Return every line below in which "domain" appears.
· · · · · · ·
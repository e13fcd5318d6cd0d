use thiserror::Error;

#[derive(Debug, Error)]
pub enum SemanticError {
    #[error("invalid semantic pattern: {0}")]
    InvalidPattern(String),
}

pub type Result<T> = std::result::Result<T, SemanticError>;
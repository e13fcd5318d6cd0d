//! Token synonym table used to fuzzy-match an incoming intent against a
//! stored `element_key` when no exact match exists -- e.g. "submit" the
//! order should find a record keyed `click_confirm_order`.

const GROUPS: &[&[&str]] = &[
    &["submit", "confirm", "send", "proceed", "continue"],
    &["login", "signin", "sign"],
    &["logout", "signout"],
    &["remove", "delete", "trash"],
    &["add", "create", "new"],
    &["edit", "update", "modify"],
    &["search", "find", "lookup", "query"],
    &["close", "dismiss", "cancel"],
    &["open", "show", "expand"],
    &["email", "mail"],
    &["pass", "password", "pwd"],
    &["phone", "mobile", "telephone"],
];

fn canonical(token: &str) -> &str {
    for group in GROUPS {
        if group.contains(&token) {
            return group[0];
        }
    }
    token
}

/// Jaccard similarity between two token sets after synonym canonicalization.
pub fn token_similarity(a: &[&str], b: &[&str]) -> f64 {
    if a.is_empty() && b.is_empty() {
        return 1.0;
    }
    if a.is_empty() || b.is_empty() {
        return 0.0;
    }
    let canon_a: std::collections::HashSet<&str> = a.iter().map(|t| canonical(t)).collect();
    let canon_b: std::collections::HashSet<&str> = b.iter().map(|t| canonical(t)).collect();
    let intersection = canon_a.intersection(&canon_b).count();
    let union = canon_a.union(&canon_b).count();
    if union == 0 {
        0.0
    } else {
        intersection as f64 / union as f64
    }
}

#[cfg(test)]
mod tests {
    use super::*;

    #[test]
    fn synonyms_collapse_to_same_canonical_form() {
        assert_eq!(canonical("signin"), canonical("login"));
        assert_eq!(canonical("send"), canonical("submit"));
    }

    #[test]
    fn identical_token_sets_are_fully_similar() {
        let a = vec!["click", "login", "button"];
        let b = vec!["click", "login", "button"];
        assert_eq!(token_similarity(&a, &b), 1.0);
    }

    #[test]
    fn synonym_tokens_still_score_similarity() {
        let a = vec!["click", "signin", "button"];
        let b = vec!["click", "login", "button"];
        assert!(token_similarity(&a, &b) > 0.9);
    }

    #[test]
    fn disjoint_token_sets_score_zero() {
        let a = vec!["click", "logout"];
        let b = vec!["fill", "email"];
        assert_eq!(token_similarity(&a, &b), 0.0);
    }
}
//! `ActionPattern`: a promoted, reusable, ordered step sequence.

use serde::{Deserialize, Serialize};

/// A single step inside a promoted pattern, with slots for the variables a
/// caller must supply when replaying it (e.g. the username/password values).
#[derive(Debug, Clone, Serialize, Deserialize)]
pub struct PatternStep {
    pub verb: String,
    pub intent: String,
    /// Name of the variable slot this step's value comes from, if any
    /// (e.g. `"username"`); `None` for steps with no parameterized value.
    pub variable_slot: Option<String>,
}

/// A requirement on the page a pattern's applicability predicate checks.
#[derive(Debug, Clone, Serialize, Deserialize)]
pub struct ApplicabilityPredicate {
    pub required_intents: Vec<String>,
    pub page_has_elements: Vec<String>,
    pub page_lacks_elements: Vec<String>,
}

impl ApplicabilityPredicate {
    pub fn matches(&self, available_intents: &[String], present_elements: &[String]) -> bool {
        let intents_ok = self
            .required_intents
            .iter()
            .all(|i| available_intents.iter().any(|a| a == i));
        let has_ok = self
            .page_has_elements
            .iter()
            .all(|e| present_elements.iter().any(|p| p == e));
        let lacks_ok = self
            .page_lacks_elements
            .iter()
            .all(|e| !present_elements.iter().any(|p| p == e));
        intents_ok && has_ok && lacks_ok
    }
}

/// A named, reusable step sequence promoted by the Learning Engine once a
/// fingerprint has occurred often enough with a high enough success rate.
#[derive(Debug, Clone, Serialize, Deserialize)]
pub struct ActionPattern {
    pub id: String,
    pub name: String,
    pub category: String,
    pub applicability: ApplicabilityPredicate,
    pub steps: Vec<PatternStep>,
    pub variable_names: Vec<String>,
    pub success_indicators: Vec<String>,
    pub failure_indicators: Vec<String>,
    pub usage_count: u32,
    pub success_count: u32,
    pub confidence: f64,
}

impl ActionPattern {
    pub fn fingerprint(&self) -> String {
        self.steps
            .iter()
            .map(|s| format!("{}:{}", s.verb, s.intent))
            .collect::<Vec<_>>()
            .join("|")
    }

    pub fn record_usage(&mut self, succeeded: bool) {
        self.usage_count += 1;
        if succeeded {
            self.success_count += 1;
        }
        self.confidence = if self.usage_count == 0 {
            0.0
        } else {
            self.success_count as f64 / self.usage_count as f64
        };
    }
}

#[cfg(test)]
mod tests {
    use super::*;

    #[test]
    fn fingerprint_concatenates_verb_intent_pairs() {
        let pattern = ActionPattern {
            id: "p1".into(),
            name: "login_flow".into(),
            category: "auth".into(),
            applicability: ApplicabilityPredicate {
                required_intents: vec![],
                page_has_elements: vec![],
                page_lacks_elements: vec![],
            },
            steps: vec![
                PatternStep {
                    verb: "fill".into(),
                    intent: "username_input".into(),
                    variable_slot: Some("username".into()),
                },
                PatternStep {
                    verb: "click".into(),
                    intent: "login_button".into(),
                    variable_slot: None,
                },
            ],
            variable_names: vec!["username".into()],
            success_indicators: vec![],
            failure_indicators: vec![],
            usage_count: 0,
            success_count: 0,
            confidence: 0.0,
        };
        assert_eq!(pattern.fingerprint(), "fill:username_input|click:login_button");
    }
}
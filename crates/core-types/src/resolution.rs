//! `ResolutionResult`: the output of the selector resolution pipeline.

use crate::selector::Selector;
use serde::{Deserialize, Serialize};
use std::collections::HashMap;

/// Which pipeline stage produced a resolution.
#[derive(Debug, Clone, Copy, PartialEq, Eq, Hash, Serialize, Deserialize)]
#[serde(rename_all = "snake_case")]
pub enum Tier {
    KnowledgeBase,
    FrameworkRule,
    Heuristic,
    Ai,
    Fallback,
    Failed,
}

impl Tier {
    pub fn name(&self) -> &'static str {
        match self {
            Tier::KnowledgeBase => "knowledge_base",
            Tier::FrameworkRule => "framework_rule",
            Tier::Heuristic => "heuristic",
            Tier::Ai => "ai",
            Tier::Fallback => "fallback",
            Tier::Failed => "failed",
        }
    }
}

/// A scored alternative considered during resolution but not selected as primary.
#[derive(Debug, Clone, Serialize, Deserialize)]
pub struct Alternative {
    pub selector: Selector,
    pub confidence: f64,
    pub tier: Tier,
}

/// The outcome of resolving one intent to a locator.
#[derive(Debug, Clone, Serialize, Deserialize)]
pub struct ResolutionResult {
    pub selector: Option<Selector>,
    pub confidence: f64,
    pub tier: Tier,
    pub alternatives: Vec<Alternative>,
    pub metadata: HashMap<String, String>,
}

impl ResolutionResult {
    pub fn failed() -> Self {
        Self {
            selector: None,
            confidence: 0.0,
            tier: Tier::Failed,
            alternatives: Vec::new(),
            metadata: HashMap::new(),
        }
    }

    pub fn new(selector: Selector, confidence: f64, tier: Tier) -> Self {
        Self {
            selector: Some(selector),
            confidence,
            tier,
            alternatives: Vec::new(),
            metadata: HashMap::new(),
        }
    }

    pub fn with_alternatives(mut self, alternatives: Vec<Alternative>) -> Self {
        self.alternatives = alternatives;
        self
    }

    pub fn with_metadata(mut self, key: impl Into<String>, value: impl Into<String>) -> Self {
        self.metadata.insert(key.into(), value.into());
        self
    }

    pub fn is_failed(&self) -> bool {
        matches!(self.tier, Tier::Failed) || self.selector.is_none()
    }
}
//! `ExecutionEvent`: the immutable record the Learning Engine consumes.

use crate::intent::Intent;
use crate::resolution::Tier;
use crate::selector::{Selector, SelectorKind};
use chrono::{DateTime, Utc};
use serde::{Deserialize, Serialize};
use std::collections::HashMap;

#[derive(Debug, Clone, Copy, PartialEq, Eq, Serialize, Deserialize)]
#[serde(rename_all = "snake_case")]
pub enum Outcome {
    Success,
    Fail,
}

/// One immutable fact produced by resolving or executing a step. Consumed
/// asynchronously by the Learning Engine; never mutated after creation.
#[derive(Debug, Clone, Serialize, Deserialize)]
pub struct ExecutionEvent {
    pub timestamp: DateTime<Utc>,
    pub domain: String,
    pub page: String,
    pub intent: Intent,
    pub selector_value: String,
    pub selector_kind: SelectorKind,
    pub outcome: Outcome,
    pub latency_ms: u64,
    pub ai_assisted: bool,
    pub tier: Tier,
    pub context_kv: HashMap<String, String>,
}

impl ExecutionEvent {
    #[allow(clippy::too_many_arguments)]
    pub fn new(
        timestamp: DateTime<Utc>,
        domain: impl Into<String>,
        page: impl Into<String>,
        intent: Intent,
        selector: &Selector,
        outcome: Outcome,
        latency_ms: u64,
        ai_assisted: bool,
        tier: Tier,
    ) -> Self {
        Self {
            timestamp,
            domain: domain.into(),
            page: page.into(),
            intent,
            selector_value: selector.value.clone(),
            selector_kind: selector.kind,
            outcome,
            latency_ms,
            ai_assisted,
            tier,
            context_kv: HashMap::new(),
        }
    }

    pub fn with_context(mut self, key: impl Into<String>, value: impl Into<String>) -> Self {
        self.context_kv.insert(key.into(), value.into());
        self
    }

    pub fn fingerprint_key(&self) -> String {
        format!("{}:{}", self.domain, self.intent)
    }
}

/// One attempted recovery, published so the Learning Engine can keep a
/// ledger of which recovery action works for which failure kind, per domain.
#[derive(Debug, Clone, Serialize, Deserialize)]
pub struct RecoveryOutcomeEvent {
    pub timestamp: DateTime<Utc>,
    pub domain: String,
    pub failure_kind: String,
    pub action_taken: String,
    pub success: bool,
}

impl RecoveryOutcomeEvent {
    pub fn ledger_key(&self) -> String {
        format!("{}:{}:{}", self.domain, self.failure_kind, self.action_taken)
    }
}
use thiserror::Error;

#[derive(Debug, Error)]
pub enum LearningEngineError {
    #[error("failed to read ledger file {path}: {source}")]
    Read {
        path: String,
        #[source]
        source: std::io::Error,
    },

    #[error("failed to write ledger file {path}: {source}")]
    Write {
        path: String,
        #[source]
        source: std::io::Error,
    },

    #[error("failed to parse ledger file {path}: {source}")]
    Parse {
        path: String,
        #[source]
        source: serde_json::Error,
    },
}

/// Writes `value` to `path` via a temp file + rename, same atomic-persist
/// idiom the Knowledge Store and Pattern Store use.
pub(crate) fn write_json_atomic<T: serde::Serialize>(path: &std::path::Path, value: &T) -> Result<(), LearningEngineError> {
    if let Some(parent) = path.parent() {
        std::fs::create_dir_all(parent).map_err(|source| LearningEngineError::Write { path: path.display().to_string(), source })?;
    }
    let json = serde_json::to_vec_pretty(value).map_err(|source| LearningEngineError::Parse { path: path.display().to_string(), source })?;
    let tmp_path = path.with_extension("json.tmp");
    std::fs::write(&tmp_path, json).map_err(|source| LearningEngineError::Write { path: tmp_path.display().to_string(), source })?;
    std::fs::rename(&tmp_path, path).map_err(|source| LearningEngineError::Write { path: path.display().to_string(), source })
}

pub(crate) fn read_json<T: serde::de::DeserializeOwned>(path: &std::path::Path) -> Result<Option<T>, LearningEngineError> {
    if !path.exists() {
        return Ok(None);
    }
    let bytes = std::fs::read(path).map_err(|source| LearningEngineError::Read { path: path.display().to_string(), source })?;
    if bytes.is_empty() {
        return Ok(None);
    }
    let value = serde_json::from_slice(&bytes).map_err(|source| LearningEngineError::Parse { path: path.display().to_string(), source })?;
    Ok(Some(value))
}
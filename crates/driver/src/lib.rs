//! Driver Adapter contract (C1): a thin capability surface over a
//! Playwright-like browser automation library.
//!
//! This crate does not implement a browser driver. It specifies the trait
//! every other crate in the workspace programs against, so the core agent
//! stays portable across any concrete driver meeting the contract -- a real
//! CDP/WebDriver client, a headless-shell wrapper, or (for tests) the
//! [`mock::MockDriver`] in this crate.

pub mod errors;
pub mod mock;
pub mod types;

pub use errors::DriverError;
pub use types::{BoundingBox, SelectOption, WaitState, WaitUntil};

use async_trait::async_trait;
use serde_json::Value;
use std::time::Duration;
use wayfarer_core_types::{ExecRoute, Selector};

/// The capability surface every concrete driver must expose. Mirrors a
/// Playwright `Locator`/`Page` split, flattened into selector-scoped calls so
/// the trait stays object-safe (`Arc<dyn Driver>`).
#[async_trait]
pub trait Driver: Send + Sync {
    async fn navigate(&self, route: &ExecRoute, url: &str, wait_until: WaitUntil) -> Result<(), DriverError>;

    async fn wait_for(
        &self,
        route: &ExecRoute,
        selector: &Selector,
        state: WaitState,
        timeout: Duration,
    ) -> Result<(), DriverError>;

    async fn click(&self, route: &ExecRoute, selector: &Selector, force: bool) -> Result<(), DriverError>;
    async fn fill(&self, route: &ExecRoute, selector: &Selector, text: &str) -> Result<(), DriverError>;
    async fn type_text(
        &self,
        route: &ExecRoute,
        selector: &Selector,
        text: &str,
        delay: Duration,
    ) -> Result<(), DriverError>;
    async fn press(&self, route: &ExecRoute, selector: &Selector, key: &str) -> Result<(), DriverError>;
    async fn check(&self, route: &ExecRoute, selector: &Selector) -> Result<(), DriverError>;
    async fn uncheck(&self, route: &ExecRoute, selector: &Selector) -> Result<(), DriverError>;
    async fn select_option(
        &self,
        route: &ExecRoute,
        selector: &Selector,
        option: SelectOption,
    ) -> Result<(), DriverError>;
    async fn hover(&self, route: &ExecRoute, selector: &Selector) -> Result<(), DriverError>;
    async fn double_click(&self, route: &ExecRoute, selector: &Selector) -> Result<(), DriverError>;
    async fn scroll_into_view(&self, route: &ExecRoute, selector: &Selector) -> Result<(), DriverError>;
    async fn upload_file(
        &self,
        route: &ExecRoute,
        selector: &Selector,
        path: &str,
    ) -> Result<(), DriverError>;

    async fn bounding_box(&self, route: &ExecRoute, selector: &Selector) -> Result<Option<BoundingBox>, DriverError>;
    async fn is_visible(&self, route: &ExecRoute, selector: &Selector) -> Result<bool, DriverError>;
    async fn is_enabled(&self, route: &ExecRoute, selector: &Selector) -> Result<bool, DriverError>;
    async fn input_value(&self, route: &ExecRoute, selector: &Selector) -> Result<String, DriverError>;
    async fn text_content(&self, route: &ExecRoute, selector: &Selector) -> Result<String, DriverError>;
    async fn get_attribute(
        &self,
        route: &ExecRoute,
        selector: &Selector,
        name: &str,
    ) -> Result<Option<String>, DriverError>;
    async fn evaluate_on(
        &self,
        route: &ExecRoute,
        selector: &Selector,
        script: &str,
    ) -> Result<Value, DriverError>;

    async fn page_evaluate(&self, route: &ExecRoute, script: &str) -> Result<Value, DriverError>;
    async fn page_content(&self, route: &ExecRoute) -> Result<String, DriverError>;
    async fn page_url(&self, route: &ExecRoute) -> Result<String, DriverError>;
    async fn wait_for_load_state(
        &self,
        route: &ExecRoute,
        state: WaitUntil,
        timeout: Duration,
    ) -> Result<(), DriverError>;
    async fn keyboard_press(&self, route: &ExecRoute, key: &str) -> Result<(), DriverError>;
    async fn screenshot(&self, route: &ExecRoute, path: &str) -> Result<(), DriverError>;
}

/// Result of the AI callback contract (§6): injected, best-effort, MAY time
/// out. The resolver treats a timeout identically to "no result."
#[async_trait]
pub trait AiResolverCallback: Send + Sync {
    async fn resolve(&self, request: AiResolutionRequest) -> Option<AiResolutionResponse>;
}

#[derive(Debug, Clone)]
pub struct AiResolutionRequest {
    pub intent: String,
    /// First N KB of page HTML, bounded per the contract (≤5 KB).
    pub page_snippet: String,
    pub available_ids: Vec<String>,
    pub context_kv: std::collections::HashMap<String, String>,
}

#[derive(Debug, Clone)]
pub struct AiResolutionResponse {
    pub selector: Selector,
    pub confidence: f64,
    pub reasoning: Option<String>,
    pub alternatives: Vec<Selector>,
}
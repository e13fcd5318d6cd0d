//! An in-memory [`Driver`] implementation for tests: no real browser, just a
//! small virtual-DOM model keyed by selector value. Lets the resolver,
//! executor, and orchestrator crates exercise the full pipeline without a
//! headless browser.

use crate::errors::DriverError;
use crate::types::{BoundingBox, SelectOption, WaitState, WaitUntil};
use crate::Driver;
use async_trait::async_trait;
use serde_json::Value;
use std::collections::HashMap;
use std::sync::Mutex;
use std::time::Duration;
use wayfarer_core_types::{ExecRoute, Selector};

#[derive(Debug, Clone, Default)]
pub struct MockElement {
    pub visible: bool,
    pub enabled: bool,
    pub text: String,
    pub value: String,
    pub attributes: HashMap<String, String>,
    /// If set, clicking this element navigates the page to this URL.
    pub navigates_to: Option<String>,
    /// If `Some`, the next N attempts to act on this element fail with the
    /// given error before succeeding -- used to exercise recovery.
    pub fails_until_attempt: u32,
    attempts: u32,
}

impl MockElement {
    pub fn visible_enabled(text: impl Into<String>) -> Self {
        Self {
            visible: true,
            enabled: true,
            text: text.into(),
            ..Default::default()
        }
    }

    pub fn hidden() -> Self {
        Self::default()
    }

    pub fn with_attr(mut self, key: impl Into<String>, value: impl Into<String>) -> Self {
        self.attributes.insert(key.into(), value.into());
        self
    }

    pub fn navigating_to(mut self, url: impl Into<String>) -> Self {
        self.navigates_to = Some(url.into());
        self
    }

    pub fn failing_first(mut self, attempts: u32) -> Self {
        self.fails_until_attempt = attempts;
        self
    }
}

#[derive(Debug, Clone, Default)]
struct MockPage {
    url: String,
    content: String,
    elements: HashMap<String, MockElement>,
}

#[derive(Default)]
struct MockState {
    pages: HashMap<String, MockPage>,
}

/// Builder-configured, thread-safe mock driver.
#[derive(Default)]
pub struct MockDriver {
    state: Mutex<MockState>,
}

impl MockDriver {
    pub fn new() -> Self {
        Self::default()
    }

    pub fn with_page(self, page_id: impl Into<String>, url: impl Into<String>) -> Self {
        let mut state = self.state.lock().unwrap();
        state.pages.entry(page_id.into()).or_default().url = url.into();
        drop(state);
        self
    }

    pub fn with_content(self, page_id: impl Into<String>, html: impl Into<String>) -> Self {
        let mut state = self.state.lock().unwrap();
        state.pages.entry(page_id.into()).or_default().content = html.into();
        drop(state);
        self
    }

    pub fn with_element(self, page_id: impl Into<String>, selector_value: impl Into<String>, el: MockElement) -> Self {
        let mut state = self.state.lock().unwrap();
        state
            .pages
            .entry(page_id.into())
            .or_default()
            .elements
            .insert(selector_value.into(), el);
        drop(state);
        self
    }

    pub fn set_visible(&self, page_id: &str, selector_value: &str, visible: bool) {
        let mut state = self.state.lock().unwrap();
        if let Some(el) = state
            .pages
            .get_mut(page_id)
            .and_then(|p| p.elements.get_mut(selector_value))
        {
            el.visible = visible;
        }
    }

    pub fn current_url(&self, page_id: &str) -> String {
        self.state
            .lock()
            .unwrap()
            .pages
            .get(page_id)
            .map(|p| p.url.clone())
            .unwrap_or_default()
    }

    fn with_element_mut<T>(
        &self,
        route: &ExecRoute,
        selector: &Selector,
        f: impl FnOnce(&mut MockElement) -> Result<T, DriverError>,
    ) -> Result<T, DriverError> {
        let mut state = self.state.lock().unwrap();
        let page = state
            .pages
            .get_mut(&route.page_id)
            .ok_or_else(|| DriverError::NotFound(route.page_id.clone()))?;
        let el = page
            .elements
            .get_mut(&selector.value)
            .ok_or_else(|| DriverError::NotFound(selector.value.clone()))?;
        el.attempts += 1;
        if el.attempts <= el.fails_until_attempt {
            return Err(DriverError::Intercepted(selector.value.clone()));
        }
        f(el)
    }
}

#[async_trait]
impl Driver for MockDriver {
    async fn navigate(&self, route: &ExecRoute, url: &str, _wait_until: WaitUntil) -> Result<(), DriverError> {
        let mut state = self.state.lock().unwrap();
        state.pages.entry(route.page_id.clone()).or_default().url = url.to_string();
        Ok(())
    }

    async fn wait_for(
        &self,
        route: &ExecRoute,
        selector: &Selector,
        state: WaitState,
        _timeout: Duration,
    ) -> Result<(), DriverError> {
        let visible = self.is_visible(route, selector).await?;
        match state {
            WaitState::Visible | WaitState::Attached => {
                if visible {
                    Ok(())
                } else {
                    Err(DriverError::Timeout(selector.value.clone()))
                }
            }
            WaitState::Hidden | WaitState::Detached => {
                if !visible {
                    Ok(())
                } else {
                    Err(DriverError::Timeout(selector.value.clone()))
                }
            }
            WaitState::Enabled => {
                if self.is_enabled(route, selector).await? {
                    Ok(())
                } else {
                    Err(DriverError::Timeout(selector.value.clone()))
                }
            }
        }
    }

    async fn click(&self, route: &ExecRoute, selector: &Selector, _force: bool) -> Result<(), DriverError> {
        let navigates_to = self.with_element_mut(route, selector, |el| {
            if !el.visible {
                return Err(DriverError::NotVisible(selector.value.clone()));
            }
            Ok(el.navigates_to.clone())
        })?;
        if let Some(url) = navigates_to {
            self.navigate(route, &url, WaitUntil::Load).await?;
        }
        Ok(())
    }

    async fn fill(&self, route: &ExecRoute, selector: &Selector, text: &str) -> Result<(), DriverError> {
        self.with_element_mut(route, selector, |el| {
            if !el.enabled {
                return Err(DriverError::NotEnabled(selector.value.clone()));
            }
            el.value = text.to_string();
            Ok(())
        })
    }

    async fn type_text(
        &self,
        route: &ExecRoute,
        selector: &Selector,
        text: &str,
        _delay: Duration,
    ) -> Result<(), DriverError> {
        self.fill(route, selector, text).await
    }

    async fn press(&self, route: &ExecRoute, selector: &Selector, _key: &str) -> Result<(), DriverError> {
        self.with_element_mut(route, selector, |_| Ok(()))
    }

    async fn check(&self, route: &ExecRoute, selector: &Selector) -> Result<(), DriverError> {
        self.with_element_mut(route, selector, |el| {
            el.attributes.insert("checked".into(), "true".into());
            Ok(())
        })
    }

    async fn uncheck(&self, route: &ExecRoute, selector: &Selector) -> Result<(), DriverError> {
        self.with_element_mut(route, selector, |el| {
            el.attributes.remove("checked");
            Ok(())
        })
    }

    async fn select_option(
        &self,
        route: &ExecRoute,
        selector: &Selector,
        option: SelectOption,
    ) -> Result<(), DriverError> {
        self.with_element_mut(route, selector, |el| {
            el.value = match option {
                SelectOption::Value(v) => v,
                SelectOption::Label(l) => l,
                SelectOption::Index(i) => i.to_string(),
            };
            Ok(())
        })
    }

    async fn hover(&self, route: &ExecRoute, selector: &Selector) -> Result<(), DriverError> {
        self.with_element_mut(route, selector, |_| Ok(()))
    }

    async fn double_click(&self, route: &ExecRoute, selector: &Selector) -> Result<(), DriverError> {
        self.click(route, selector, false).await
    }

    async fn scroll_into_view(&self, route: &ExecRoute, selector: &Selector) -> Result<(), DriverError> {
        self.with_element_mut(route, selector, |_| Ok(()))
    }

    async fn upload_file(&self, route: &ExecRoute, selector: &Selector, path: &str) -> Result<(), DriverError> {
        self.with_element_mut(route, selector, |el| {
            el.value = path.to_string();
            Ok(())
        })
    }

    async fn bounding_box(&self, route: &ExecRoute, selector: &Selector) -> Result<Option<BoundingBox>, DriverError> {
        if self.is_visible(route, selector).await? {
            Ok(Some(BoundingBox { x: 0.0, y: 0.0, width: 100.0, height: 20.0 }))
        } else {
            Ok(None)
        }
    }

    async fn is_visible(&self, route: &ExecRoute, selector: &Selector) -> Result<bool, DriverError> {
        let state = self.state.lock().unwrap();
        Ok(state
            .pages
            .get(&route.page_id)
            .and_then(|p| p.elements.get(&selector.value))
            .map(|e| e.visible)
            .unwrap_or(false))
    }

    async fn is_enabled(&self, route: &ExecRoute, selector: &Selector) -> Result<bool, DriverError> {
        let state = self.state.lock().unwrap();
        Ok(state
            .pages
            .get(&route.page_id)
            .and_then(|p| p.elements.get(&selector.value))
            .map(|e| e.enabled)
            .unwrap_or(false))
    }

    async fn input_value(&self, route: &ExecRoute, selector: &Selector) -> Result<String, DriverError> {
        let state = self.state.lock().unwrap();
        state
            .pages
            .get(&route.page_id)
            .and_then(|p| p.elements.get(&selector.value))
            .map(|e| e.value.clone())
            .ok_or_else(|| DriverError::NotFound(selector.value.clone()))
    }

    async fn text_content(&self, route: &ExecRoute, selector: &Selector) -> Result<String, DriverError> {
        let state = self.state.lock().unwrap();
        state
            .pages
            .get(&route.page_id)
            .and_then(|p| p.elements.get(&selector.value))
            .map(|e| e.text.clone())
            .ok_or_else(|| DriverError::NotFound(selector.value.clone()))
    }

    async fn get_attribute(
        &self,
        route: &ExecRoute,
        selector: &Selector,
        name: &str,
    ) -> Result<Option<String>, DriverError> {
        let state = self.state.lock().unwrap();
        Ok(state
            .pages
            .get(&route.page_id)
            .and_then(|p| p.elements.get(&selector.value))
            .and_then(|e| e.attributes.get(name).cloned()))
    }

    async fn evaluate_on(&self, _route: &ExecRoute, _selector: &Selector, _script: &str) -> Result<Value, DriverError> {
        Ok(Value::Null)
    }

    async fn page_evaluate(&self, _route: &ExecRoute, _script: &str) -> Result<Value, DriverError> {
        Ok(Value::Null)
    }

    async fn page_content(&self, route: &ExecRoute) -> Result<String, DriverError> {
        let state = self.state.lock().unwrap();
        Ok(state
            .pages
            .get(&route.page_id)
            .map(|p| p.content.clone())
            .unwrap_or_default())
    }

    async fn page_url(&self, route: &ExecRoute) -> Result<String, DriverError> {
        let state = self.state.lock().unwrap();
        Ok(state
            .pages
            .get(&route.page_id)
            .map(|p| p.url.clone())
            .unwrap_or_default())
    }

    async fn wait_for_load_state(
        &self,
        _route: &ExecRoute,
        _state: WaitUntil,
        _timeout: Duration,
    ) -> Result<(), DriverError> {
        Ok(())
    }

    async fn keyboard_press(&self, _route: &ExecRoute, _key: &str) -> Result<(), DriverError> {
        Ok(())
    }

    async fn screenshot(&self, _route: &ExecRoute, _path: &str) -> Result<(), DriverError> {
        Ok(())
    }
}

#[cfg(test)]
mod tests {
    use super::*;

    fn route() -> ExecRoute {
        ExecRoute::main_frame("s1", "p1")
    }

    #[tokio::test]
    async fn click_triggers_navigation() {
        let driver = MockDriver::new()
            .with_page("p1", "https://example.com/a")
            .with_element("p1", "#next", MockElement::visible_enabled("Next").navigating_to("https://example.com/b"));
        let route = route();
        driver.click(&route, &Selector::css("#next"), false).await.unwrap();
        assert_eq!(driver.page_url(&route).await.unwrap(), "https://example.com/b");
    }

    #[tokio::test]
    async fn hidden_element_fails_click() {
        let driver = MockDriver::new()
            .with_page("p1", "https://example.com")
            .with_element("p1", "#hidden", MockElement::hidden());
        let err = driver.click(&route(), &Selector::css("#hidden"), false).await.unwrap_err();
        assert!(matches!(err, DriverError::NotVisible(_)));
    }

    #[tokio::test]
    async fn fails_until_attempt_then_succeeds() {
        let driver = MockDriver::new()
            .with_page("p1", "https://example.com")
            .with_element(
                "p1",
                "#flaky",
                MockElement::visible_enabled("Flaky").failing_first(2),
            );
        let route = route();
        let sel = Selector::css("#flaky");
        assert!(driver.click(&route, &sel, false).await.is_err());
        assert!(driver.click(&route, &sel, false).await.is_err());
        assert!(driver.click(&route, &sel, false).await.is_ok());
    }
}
· · · · · · ·
→ **Response area**:
    pub domain: String,
        domain: impl Into<String>,
            domain: domain.into(),
        format!("{}:{}", self.domain, self.intent)
/// ledger of which recovery action works for which failure kind, per domain.
    pub domain: String,
        format!("{}:{}:{}", self.domain, self.failure_kind, self.action_taken)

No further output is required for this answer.